═══ Available data

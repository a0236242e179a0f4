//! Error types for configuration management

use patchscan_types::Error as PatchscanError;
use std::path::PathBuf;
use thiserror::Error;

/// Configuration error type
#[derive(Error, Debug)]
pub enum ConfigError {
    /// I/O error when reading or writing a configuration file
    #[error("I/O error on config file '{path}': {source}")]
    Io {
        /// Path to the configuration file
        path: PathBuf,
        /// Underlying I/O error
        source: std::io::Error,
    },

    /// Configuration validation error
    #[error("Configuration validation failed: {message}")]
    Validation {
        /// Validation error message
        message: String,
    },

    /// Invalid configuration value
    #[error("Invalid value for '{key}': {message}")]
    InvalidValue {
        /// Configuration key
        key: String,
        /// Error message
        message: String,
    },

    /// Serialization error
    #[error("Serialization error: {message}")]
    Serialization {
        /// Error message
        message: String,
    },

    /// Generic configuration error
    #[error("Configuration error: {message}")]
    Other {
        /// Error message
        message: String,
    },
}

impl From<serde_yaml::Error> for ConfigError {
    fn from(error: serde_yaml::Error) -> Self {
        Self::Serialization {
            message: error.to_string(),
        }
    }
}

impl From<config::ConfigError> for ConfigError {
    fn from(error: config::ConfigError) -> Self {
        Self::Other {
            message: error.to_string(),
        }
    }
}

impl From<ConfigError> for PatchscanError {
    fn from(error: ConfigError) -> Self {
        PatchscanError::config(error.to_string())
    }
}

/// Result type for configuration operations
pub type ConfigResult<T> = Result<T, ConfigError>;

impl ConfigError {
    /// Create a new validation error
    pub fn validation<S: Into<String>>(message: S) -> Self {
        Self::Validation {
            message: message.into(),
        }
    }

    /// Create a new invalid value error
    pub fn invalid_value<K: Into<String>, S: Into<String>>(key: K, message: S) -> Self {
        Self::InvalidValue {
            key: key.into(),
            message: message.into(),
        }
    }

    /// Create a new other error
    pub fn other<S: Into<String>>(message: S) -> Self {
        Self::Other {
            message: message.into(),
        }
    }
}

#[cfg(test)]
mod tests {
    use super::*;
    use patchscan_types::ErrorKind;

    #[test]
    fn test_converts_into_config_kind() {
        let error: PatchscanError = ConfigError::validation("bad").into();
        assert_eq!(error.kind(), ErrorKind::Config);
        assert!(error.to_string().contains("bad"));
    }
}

══════

Show me all lines in the records that contain "ErrorKind".

**Finished task:**
    use patchscan_types::ErrorKind;
        assert_eq!(error.kind(), ErrorKind::Config);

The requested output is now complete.